= Task =
Please give back only the lines below from the one containing "(ph - 2.0 * by).max(0.0)" to the one containing "let h = height as f64;", each repeated word for word, both ends included.

= Listed records =
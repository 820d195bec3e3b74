//! Pixel capabilities the layout stages need from an image backend.
//!
//! The layout core never decodes, encodes, or reads pixels. It asks a
//! [`Raster`] for its dimensions and a resized copy, and asks a [`Surface`]
//! to paste a raster at an offset. The `codec` feature implements both for
//! the `image` crate; tests implement them with plain structs.

use crate::page::Size;

/// An in-memory image the layout can measure and resize.
pub trait Raster: Sized {
    /// Current dimensions.
    fn dimensions(&self) -> Size;

    /// A copy resized to exactly `size` with nearest-neighbour sampling.
    fn resize_nearest(&self, size: Size) -> Self;
}

/// A destination canvas that rasters of type `R` can be pasted onto.
pub trait Surface<R> {
    /// Canvas dimensions.
    fn dimensions(&self) -> Size;

    /// Copy `image` so its top-left corner lands at `(x, y)`.
    ///
    /// Offsets may be negative or run past the far edge; pixels that fall
    /// outside the canvas are dropped.
    fn paste(&mut self, image: &R, x: i64, y: i64);
}
//! SVG visualization of a computed grid layout.
//!
//! Draws the page, the minimum-margin box, and one numbered rectangle per
//! placed image, scaled down to a fixed preview width. Useful for checking
//! centering drift with mixed image sizes before rendering pixels.
//!
//! # Example
//!
//! ```
//! use zengrid::{GridLayout, PageSpec, Size, svg::render_grid_svg};
//!
//! let layout = GridLayout::compute(&[Size::new(800, 600); 6], &PageSpec::A4_LANDSCAPE).unwrap();
//! let svg = render_grid_svg(&layout);
//! assert!(svg.starts_with("<svg"));
//! assert!(svg.contains("2×3"));
//! ```

use alloc::format;
use alloc::string::String;

use crate::grid::GridLayout;

/// Maximum pixel width of the page preview.
const MAX_PAGE_W: f64 = 700.0;
/// Maximum pixel height of the page preview.
const MAX_PAGE_H: f64 = 500.0;
/// Margin around the preview.
const MARGIN: f64 = 30.0;
/// Height of the label and annotation lines.
const LABEL_H: f64 = 22.0;

/// Render a complete SVG document for `layout`.
pub fn render_grid_svg(layout: &GridLayout) -> String {
    let page = &layout.page;
    let (pw, ph, scale) = scale_to_fit(page.width, page.height);
    let total_w = pw + 2.0 * MARGIN;
    let total_h = ph + 2.0 * MARGIN + 2.0 * LABEL_H;

    let mut svg = String::with_capacity(4096);
    svg.push_str(&format!(
        r#"<svg xmlns="http://www.w3.org/2000/svg" width="{}" height="{}" viewBox="0 0 {} {}">"#,
        total_w as u32, total_h as u32, total_w, total_h
    ));
    svg.push('\n');

    svg.push_str(
        r##"<style>
  text { font-family: "Consolas", "DejaVu Sans Mono", "Courier New", monospace; }
  .label { font-size: 13px; font-weight: bold; fill: #333; }
  .annotation { font-size: 11px; fill: #666; }
  .index { font-size: 12px; fill: #fff; }
  .page { fill: #fff; stroke: #999; stroke-width: 1; }
  .bounds { fill: none; stroke: #c33; stroke-width: 1; stroke-dasharray: 4,2; }
  .tile { fill: #6ba3d6; stroke: #2c6faa; stroke-width: 1.5; }
  @media (prefers-color-scheme: dark) {
    .label { fill: #e0e0e0; }
    .annotation { fill: #aaa; }
    .page { fill: #2d2d2d; stroke: #555; }
    .tile { fill: #3a72a4; stroke: #5a9fd4; }
  }
</style>
"##,
    );

    let center_x = total_w / 2.0;
    svg.push_str(&format!(
        r#"<text x="{}" y="{}" class="label" text-anchor="middle">{}</text>"#,
        center_x,
        MARGIN + 14.0 - LABEL_H / 2.0,
        escape_xml(&format!(
            "Page  {}×{}  grid {}×{}  cell {}×{}",
            page.width,
            page.height,
            layout.shape.rows,
            layout.shape.cols,
            layout.cell.width,
            layout.cell.height
        ))
    ));
    svg.push('\n');

    let ox = MARGIN;
    let oy = MARGIN + LABEL_H;

    // Page
    svg.push_str(&format!(
        r#"<rect x="{:.1}" y="{:.1}" width="{:.1}" height="{:.1}" class="page"/>"#,
        ox, oy, pw, ph
    ));
    svg.push('\n');

    // Minimum margins
    let bx = page.margin_lr as f64 * scale;
    let by = page.margin_tb as f64 * scale;
    if bx > 0.0 || by > 0.0 {
        svg.push_str(&format!(
            r#"<rect x="{:.1}" y="{:.1}" width="{:.1}" height="{:.1}" class="bounds"/>"#,
            ox + bx,
            oy + by,
            (pw - 2.0 * bx).max(0.0),
            (ph - 2.0 * by).max(0.0)
        ));
        svg.push('\n');
    }

    // Tiles
    for tile in &layout.tiles {
        let p = &tile.placement;
        let x = ox + p.x as f64 * scale;
        let y = oy + p.y as f64 * scale;
        let w = p.size.width as f64 * scale;
        let h = p.size.height as f64 * scale;
        svg.push_str(&format!(
            r#"<rect x="{:.1}" y="{:.1}" width="{:.1}" height="{:.1}" class="tile" rx="1"/>"#,
            x, y, w, h
        ));
        svg.push('\n');
        svg.push_str(&format!(
            r#"<text x="{:.1}" y="{:.1}" class="index" text-anchor="middle">{}</text>"#,
            x + w / 2.0,
            y + h / 2.0 + 4.0,
            p.index + 1
        ));
        svg.push('\n');
    }

    // Annotation
    let m = &layout.margins;
    let mut note = format!(
        "margins L{} R{} T{} B{}",
        m.left, m.right, m.top, m.bottom
    );
    if !layout.is_uniform() {
        note.push_str(", mixed sizes");
    }
    if layout.overflows_page() {
        note.push_str(", overflows page");
    }
    svg.push_str(&format!(
        r#"<text x="{}" y="{:.1}" class="annotation" text-anchor="middle">{}</text>"#,
        center_x,
        oy + ph + 16.0,
        escape_xml(&note)
    ));
    svg.push('\n');

    svg.push_str("</svg>\n");
    svg
}

/// Scale page dimensions to fit the preview box, preserving aspect ratio.
fn scale_to_fit(width: u32, height: u32) -> (f64, f64, f64) {
    let w = width as f64;
    let h = height as f64;
    if w == 0.0 || h == 0.0 {
        return (1.0, 1.0, 1.0);
    }
    let scale = (MAX_PAGE_W / w).min(MAX_PAGE_H / h);
    (w * scale, h * scale, scale)
}

/// Escape special characters for XML text content.
fn escape_xml(s: &str) -> String {
    s.replace('&', "&amp;")
        .replace('<', "&lt;")
        .replace('>', "&gt;")
        .replace('"', "&quot;")
}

= Answer =
            (ph - 2.0 * by).max(0.0)
        ));
        svg.push('\n');
    }

    // Tiles
    for tile in &layout.tiles {
        let p = &tile.placement;
        let x = ox + p.x as f64 * scale;
        let y = oy + p.y as f64 * scale;
        let w = p.size.width as f64 * scale;
        let h = p.size.height as f64 * scale;
        svg.push_str(&format!(
            r#"<rect x="{:.1}" y="{:.1}" width="{:.1}" height="{:.1}" class="tile" rx="1"/>"#,
            x, y, w, h
        ));
        svg.push('\n');
        svg.push_str(&format!(
            r#"<text x="{:.1}" y="{:.1}" class="index" text-anchor="middle">{}</text>"#,
            x + w / 2.0,
            y + h / 2.0 + 4.0,
            p.index + 1
        ));
        svg.push('\n');
    }

    // Annotation
    let m = &layout.margins;
    let mut note = format!(
        "margins L{} R{} T{} B{}",
        m.left, m.right, m.top, m.bottom
    );
    if !layout.is_uniform() {
        note.push_str(", mixed sizes");
    }
    if layout.overflows_page() {
        note.push_str(", overflows page");
    }
    svg.push_str(&format!(
        r#"<text x="{}" y="{:.1}" class="annotation" text-anchor="middle">{}</text>"#,
        center_x,
        oy + ph + 16.0,
        escape_xml(&note)
    ));
    svg.push('\n');

    svg.push_str("</svg>\n");
    svg
}

/// Scale page dimensions to fit the preview box, preserving aspect ratio.
fn scale_to_fit(width: u32, height: u32) -> (f64, f64, f64) {
    let w = width as f64;
    let h = height as f64;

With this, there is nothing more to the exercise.